Il privilegio si spiega molto elegantemente su questo punto. La condizione di privilegio, da qualunque prospettiva la si inquadri, è un fatto di beata (o semplicemente pigra) ignoranza, di mancanza di responsabilità. Consiste nel lusso di non doversi conoscere, di non dover imparare nulla di sé, di essersi alieni. Di non trovarsi mai nella condizione di Lucky Starr, senza baffi su Venere e costretti a render(se)ne conto.

La parola che sto adoperando, privilegio, col suo etimo condiviso con “privato” e con “legge” che allude a diritti speciali, non aiuta molto a capire il contesto in cui ne faccio uso. Il privilegio di cui parlo non è affatto speciale – o meglio non sa di esserlo, come appunto i venusiani di Asimov. Né è necessariamente (ecco il punto) un vantaggio.

Movember

Parte del tirocinio alla minoranza cui sulla Terra, almeno dalle nostre parti, sottoponiamo le donne ha a che fare con questioni psicofisiche. Il tuo corpo, l’equilibrio chimico della tua mente, tendono a funzionare in un certo speciale modo, e dunque: pàlpati le mammelle, prenota visite ginecologiche, nota l’insorgere di disturbi alimentari, eccetera. In quanto “normali”, invece, ai maschi non si chiede di conoscersi in quanto tali altrettanto intimamente.

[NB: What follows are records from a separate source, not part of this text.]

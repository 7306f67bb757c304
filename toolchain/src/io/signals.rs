//! SIGINT/SIGTERM handling for the CLI.
//!
//! Children lead their own process groups, so a terminal Ctrl-C reaches only this
//! process. The handler trips the shared [`CancelToken`]; the wait loop in
//! [`crate::io::process`] then kills the running command's whole group.

use std::sync::OnceLock;

use anyhow::Result;

use crate::io::process::CancelToken;

static TOKEN: OnceLock<CancelToken> = OnceLock::new();

/// Cancel `token` when the process receives SIGINT or SIGTERM. Installs once per process.
#[cfg(unix)]
pub fn cancel_on_interrupt(token: &CancelToken) -> Result<()> {
    use anyhow::{Context, anyhow};
    use nix::sys::signal::{SaFlags, SigAction, SigHandler, SigSet, Signal};

    TOKEN
        .set(token.clone())
        .map_err(|_| anyhow!("interrupt handler already installed"))?;
    let action = SigAction::new(
        SigHandler::Handler(on_signal),
        SaFlags::SA_RESTART,
        SigSet::empty(),
    );
    for signal in [Signal::SIGINT, Signal::SIGTERM] {
        install(signal, &action).with_context(|| format!("install {signal} handler"))?;
    }
    Ok(())
}

#[cfg(not(unix))]
pub fn cancel_on_interrupt(token: &CancelToken) -> Result<()> {
    let _ = TOKEN.set(token.clone());
    Ok(())
}

#[cfg(unix)]
#[allow(unsafe_code)]
fn install(
    signal: nix::sys::signal::Signal,
    action: &nix::sys::signal::SigAction,
) -> nix::Result<nix::sys::signal::SigAction> {
    // SAFETY: `on_signal` only performs an atomic store through an initialised `OnceLock`.
    unsafe { nix::sys::signal::sigaction(signal, action) }
}

#[cfg(unix)]
extern "C" fn on_signal(_signal: std::ffi::c_int) {
    if let Some(token) = TOKEN.get() {
        token.cancel();
    }
}
//! Process runner abstraction for external tool invocation.
//!
//! The [`ProcessRunner`] trait decouples toolchains from actually spawning
//! `npm` or the compiler. Tests use a scripted runner that records invocations
//! and returns predetermined outputs without spawning processes.

use std::ffi::OsString;
use std::io::Write;
use std::path::{Path, PathBuf};
use std::process::Command;

use anyhow::{Result, anyhow};
use tracing::{debug, instrument, warn};

use crate::io::process::{CommandOutput, ExecContext, run_command};

/// An external command to run, with its arguments, environment and working directory.
#[derive(Debug, Clone, PartialEq, Eq)]
pub struct ProcessRequest {
    pub program: PathBuf,
    pub args: Vec<OsString>,
    /// Extra environment variables layered over the inherited environment.
    pub env: Vec<(OsString, OsString)>,
    pub workdir: PathBuf,
    /// Stream combined output to the caller's sink while the child runs.
    pub stream: bool,
}

impl ProcessRequest {
    pub fn new(program: impl Into<PathBuf>, workdir: impl Into<PathBuf>) -> Self {
        Self {
            program: program.into(),
            args: Vec::new(),
            env: Vec::new(),
            workdir: workdir.into(),
            stream: false,
        }
    }

    pub fn arg(mut self, arg: impl Into<OsString>) -> Self {
        self.args.push(arg.into());
        self
    }

    pub fn args<I, S>(mut self, args: I) -> Self
    where
        I: IntoIterator<Item = S>,
        S: Into<OsString>,
    {
        self.args.extend(args.into_iter().map(Into::into));
        self
    }

    pub fn streaming(mut self, stream: bool) -> Self {
        self.stream = stream;
        self
    }

    /// Program file name followed by the arguments, for logs and error messages.
    pub fn display_command(&self) -> String {
        let program = self
            .program
            .file_name()
            .map(|name| name.to_string_lossy().into_owned())
            .unwrap_or_else(|| self.program.display().to_string());
        let mut parts = vec![program];
        parts.extend(self.args.iter().map(|arg| arg.to_string_lossy().into_owned()));
        parts.join(" ")
    }
}

/// Abstraction over search-path lookup and subprocess execution.
pub trait ProcessRunner {
    /// Locate `program` on the process search path.
    fn which(&self, program: &str) -> Option<PathBuf>;

    /// Run the request to completion under `ctx`.
    ///
    /// Output is written to `out` only when `request.stream` is set. Returns an error only when
    /// the child could not be started or waited on; a non-zero exit is reported in the output.
    fn run(
        &self,
        request: &ProcessRequest,
        ctx: &ExecContext,
        out: &mut (dyn Write + Send),
    ) -> Result<CommandOutput>;
}

/// Runner that spawns real processes.
#[derive(Debug, Clone, Copy, Default)]
pub struct SystemProcessRunner;

impl ProcessRunner for SystemProcessRunner {
    fn which(&self, program: &str) -> Option<PathBuf> {
        match which::which(program) {
            Ok(path) => Some(path),
            Err(err) => {
                debug!(program, err = %err, "program not found on search path");
                None
            }
        }
    }

    #[instrument(skip_all, fields(command = %request.display_command(), streaming = request.stream))]
    fn run(
        &self,
        request: &ProcessRequest,
        ctx: &ExecContext,
        out: &mut (dyn Write + Send),
    ) -> Result<CommandOutput> {
        let mut cmd = Command::new(&request.program);
        cmd.args(&request.args)
            .envs(request.env.iter().map(|(key, value)| (key, value)))
            .current_dir(&request.workdir);
        let sink = if request.stream { Some(out) } else { None };
        run_command(cmd, ctx, sink)
    }
}

/// Run the request and turn timeouts, cancellation and non-zero exits into errors.
///
/// When output was not streamed, the captured transcript is attached to the error so the
/// user still sees what the tool printed.
pub fn run_checked(
    runner: &dyn ProcessRunner,
    request: &ProcessRequest,
    ctx: &ExecContext,
    out: &mut (dyn Write + Send),
) -> Result<CommandOutput> {
    let command = request.display_command();
    let output = runner
        .run(request, ctx, out)
        .map_err(|err| err.context(format!("run `{command}`")))?;
    if output.success() {
        return Ok(output);
    }

    let reason = if output.timed_out {
        format!("`{command}` timed out after {:?}", ctx.timeout)
    } else if output.cancelled {
        format!("`{command}` was cancelled")
    } else {
        format!("`{command}` failed with status {:?}", output.exit_code)
    };
    warn!(%reason, "command failed");
    if request.stream {
        return Err(anyhow!(reason));
    }
    let transcript = output.transcript(program_label(&request.program));
    if transcript.is_empty() {
        Err(anyhow!(reason))
    } else {
        Err(anyhow!("{reason}\n{transcript}"))
    }
}

fn program_label(program: &Path) -> &str {
    program
        .file_name()
        .and_then(|name| name.to_str())
        .unwrap_or("command")
}
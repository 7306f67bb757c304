//! Static identity metadata for a toolchain variant.

/// A template repository a new package can be cloned from.
#[derive(Debug, Clone, Copy, PartialEq, Eq)]
pub struct StarterKit {
    pub name: &'static str,
    /// Repository locator.
    pub path: &'static str,
    /// Version tag to check out.
    pub tag: &'static str,
}

/// Immutable description of a toolchain, one per variant.
#[derive(Debug, Clone, Copy, PartialEq, Eq)]
pub struct ToolchainDescriptor {
    /// Machine id used in project configuration (e.g. `assemblyscript`).
    pub name: &'static str,
    /// Human label.
    pub display_name: &'static str,
    /// Directory, relative to the project root, holding the sources.
    pub source_directory: &'static str,
    /// Extra files bundled into the final package archive.
    pub include_files: &'static [&'static str],
    /// Ordered; the first kit is the default.
    pub starter_kits: &'static [StarterKit],
}

impl ToolchainDescriptor {
    pub fn default_starter_kit(&self) -> Option<&'static StarterKit> {
        self.starter_kits.first()
    }
}
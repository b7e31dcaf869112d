//! # osis-checklist: Checklist Sub-Status Model
//!
//! Per-tab review state of a doctoral admission proposition. Each tab
//! (prior studies, financeability, CDD decision, SIC decision, ...) holds
//! a [`StatutChecklist`]: a primary status plus an `extra` map of string
//! discriminators. The prior-studies tab carries one child per
//! curriculum experience, keyed by the experience identifier.
//!
//! ## Persisted Encoding
//!
//! `extra` values are strings. Boolean flags are stored as `"1"` and
//! `"0"` ([`AUTHENTIFICATION_OUI`], [`AUTHENTIFICATION_NON`]) so that
//! checklists already persisted by other consumers keep deserialising.
//!
//! ## Crate Policy
//!
//! - Data only: no validation, no I/O.
//! - No `panic!()` or `.unwrap()` outside tests.

pub mod configuration;
pub mod enums;
pub mod onglets;
pub mod statut;

// ─── Status re-exports ───────────────────────────────────────────────

pub use statut::{
    ChoixStatutChecklist, StatutChecklist, AUTHENTIFICATION_NON, AUTHENTIFICATION_OUI,
    CLE_AUTHENTIFICATION, CLE_ETAT_AUTHENTIFICATION, CLE_IDENTIFIANT,
};

// ─── Tab re-exports ──────────────────────────────────────────────────

pub use onglets::{nouvel_enfant_experience, OngletChecklist, StatutsChecklistDoctorale};

// ─── Configuration re-exports ────────────────────────────────────────

pub use configuration::{
    configuration_experiences, configuration_onglet, identifier, statut_configure,
    ConfigurationOngletChecklist, ConfigurationStatutChecklist,
};

pub use enums::{BesoinDeDerogation, DecisionCdd, DerogationFinancement, EtatAuthentificationParcours};
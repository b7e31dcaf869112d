//! # Decision Subcommands
//!
//! Faculty (CDD) and central administration (SIC) decisions, plus the
//! hand-over from SIC to the faculty.

use anyhow::Result;
use clap::{Args, Subcommand};

use osis_core::{PropositionIdentity, Timestamp};
use osis_proposition::valeurs::{
    ConditionComplementaireLibre, MotifRefusIdentity, TitreAccesSelectionnable,
};
use osis_proposition::InformationsAcceptation;

use crate::{parse_titre, terminer, Contexte};

/// Arguments for `osis send-to-cdd`.
#[derive(Args, Debug)]
pub struct SendToCddArgs {
    pub id: String,
}

/// Arguments for `osis cdd`.
#[derive(Args, Debug)]
pub struct CddArgs {
    #[command(subcommand)]
    pub command: DecisionCommand,
}

/// Arguments for `osis sic`.
#[derive(Args, Debug)]
pub struct SicArgs {
    #[command(subcommand)]
    pub command: DecisionCommand,
}

#[derive(Subcommand, Debug)]
pub enum DecisionCommand {
    /// Approve the proposition.
    Approve {
        id: String,
        /// Years to plan for the doctoral programme (faculty only).
        #[arg(long)]
        years: Option<u8>,
        /// Free additional condition, in French. Repeatable.
        #[arg(long = "condition")]
        conditions: Vec<String>,
        /// Selected access title as EXPERIENCE[:YEAR]. Repeatable.
        #[arg(long = "title", value_parser = parse_titre)]
        titres: Vec<TitreAccesSelectionnable>,
    },
    /// Refuse the proposition.
    Refuse {
        id: String,
        /// Refusal motive identifier. Repeatable.
        #[arg(long = "motive")]
        motifs: Vec<String>,
        /// Free-text refusal reason. Repeatable.
        #[arg(long = "reason")]
        autres: Vec<String>,
        /// Selected access title as EXPERIENCE[:YEAR]. Repeatable.
        #[arg(long = "title", value_parser = parse_titre)]
        titres: Vec<TitreAccesSelectionnable>,
    },
}

pub fn run_send_to_cdd(args: &SendToCddArgs, ctx: &Contexte) -> Result<u8> {
    let id = PropositionIdentity::from_string(&args.id);
    terminer(ctx.service().envoyer_a_cdd_pour_decision(&id, &ctx.auteur), |id| {
        println!("OK: proposition {id} sent to the faculty")
    })
}

pub fn run_cdd(args: &CddArgs, ctx: &Contexte) -> Result<u8> {
    let service = ctx.service();
    match &args.command {
        DecisionCommand::Approve {
            id,
            years,
            conditions,
            titres,
        } => {
            let id = PropositionIdentity::from_string(id);
            ctx.selectionner_titres(&id, titres);
            let informations = informations_acceptation(*years, conditions);
            let resultat = service
                .specifier_informations_acceptation_par_cdd(&id, &ctx.auteur, informations)
                .and_then(|id| service.approuver_par_cdd(&id, &ctx.auteur));
            terminer(resultat, |id| println!("OK: proposition {id} approved by the faculty"))
        }
        DecisionCommand::Refuse {
            id,
            motifs,
            autres,
            titres,
        } => {
            let id = PropositionIdentity::from_string(id);
            ctx.selectionner_titres(&id, titres);
            let resultat = service.refuser_par_cdd(&id, &ctx.auteur, motifs_refus(motifs), autres.clone());
            terminer(resultat, |id| println!("OK: proposition {id} refused by the faculty"))
        }
    }
}

pub fn run_sic(args: &SicArgs, ctx: &Contexte) -> Result<u8> {
    let service = ctx.service();
    match &args.command {
        DecisionCommand::Approve { id, titres, .. } => {
            let id = PropositionIdentity::from_string(id);
            ctx.selectionner_titres(&id, titres);
            terminer(
                service.approuver_par_sic(&id, &ctx.auteur, Timestamp::now()),
                |id| println!("OK: proposition {id} approved by SIC"),
            )
        }
        DecisionCommand::Refuse {
            id, motifs, autres, ..
        } => {
            let id = PropositionIdentity::from_string(id);
            terminer(
                service.refuser_par_sic(&id, &ctx.auteur, motifs_refus(motifs), autres.clone()),
                |id| println!("OK: proposition {id} refused by SIC"),
            )
        }
    }
}

fn motifs_refus(motifs: &[String]) -> Vec<MotifRefusIdentity> {
    motifs.iter().cloned().map(MotifRefusIdentity).collect()
}

/// Acceptance details from the command line. Free conditions are given
/// in French only; the English label repeats it.
fn informations_acceptation(annees: Option<u8>, conditions: &[String]) -> InformationsAcceptation {
    InformationsAcceptation {
        avec_conditions_complementaires: Some(!conditions.is_empty()),
        conditions_complementaires_libres: conditions
            .iter()
            .map(|c| ConditionComplementaireLibre {
                nom_fr: c.clone(),
                nom_en: c.clone(),
                liee_a_complement_formation: false,
            })
            .collect(),
        avec_complements_formation: Some(false),
        nombre_annees_prevoir_programme: annees,
        ..InformationsAcceptation::default()
    }
}
#[cfg(test)]
mod tests {
    use super::*;
    use crate::proposition::fixtures::*;
    use crate::valeurs::TypeTitreAccesSelectionnable;

    // ── Propositions ────────────────────────────────────────────────

    #[test]
    fn test_repository_clones_share_storage() {
        let repository = PropositionInMemoryRepository::new();
        let clone = repository.clone();
        let p = make_proposition();
        repository.save(&p).unwrap();

        assert_eq!(clone.get(p.entity_id()).unwrap(), Some(p));
        assert_eq!(clone.prochaine_reference().unwrap(), 2);
    }

    #[test]
    fn test_repository_search_by_candidate() {
        let repository = PropositionInMemoryRepository::new();
        repository.save(&make_proposition()).unwrap();
        assert_eq!(repository.search(Some(MATRICULE)).unwrap().len(), 1);
        assert!(repository.search(Some("someone-else")).unwrap().is_empty());
        assert_eq!(
            repository
                .get(&PropositionIdentity::from_string("unknown"))
                .unwrap(),
            None
        );
    }

    // ── Collaborators ───────────────────────────────────────────────

    #[test]
    fn test_curriculum_check_reports_every_gap() {
        let profil = ProfilCandidatInMemoryTranslator::new();
        assert!(profil.verifier_curriculum(MATRICULE, 2024, None).is_ok());

        profil.signaler_curriculum_incomplet(
            MATRICULE,
            vec![
                PropositionError::FichierCurriculumNonRenseigne,
                PropositionError::AnneesCurriculumNonSpecifiees {
                    debut: "09/2020".into(),
                    fin: "06/2021".into(),
                },
            ],
        );
        let err = profil.verifier_curriculum(MATRICULE, 2024, None).unwrap_err();
        assert_eq!(err.len(), 2);
    }

    #[test]
    fn test_academic_year_lookup_by_date() {
        let annees = AnneeAcademiqueInMemoryRepository::entre(2022, 2024);
        let date = NaiveDate::from_ymd_opt(2024, 3, 1).unwrap();
        assert_eq!(annees.annee_contenant(date).map(|a| a.annee), Some(2023));
        assert_eq!(annees.get(2025), None);
    }

    #[test]
    fn test_selected_titles_filter() {
        let titres = TitreAccesSelectionnableInMemoryRepository::new();
        let entity_id = PropositionIdentity::from_string("uuid-proposition");
        let titre = |uuid: &str, selectionne| TitreAccesSelectionnable {
            uuid_experience: uuid.into(),
            type_titre: TypeTitreAccesSelectionnable::ExperiencesAcademiques,
            annee: Some(2020),
            selectionne,
        };
        titres.definir(&entity_id, vec![titre("a", true), titre("b", false)]);

        assert_eq!(titres.search_by_proposition(&entity_id, false).len(), 2);
        assert_eq!(titres.search_by_proposition(&entity_id, true).len(), 1);
    }

    #[test]
    fn test_document_request_marks_placements() {
        let documents = EmplacementsDocumentsInMemoryTranslator::new();
        let entity_id = PropositionIdentity::from_string("uuid-proposition");
        documents.definir(
            &entity_id,
            vec![EmplacementDocument {
                identifiant: "ID1".into(),
                statut: StatutEmplacementDocument::AReclamer,
                statut_reclamation: None,
                justification_gestionnaire: String::new(),
            }],
        );
        let echeance = NaiveDate::from_ymd_opt(2024, 3, 15).unwrap();
        documents
            .reclamer(&entity_id, &["ID1".into()], GESTIONNAIRE, echeance)
            .unwrap();

        assert_eq!(
            documents.recuperer_emplacements(&entity_id)[0].statut,
            StatutEmplacementDocument::Reclame
        );
        assert_eq!(documents.reclamations()[0].a_echeance_le, echeance);
    }

    #[test]
    fn test_side_effects_are_recorded() {
        let p = make_proposition_soumise();
        let pdf = PdfGenerationInMemory::new();
        let handle = pdf
            .generer_certificat(&p, TypeCertificat::ApprobationSic)
            .unwrap();
        assert!(handle.starts_with("approbation_sic-uuid-proposition"));

        let historique = HistoriqueInMemory::new();
        historique
            .historiser(&p, Evenement::Soumise, MATRICULE)
            .unwrap();
        let entrees = historique.entrees(p.entity_id());
        assert_eq!(entrees.len(), 1);
        assert_eq!(entrees[0].statut, ChoixStatutPropositionDoctorale::Confirmee);
    }
}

Uno stratagemma per ricordare agli uomini che sono appunto uomini, per straniarli dal ripetitivo ottundimento di un privilegio nefasto, è stato architettato ventidue anni fa (nell’era pre-hipster in cui di norma ci si radeva) da un gruppo di giovanotti di Adelaide. Hanno lanciato una campagna che, negli anni, è diventata una sorta di happening collettivo internazionale: si sono fatti crescere i baffi per tutto il mese di novembre, invitando chi, vedendoli di solito glabri o con baffi più corti, gli domandasse perché, a fare lo stesso e a informare il prossimo su questioni di salute maschile: il cancro alla prostata e ai testicoli, il varicocele, il suicidio. L’iniziativa si chiama Movember (dall’australiano “mo”, diminutivo per “mustache”, baffi) ed è abbastanza diffusa ormai anche in Italia.

Questa specie di silente fratellanza che aliena i maschi, come Gioconde di Duchamp, alla loro alienazione da sé, che gli (ci) permette di conoscersi in quanto improvvisamente (ir)riconoscibili altri, come promettono di fare i microbi forse davvero impigliati nei cieli di Venere, ha avviato un dialogo globale su come sensibilizzare i ragazzi sulle sfide specifiche che il loro corpo rischia di dover affrontare. Per il resto di novembre tenterò di raccontare alcuni nodi di questo dialogo, nato dai baffi non su Venere ma in Australia.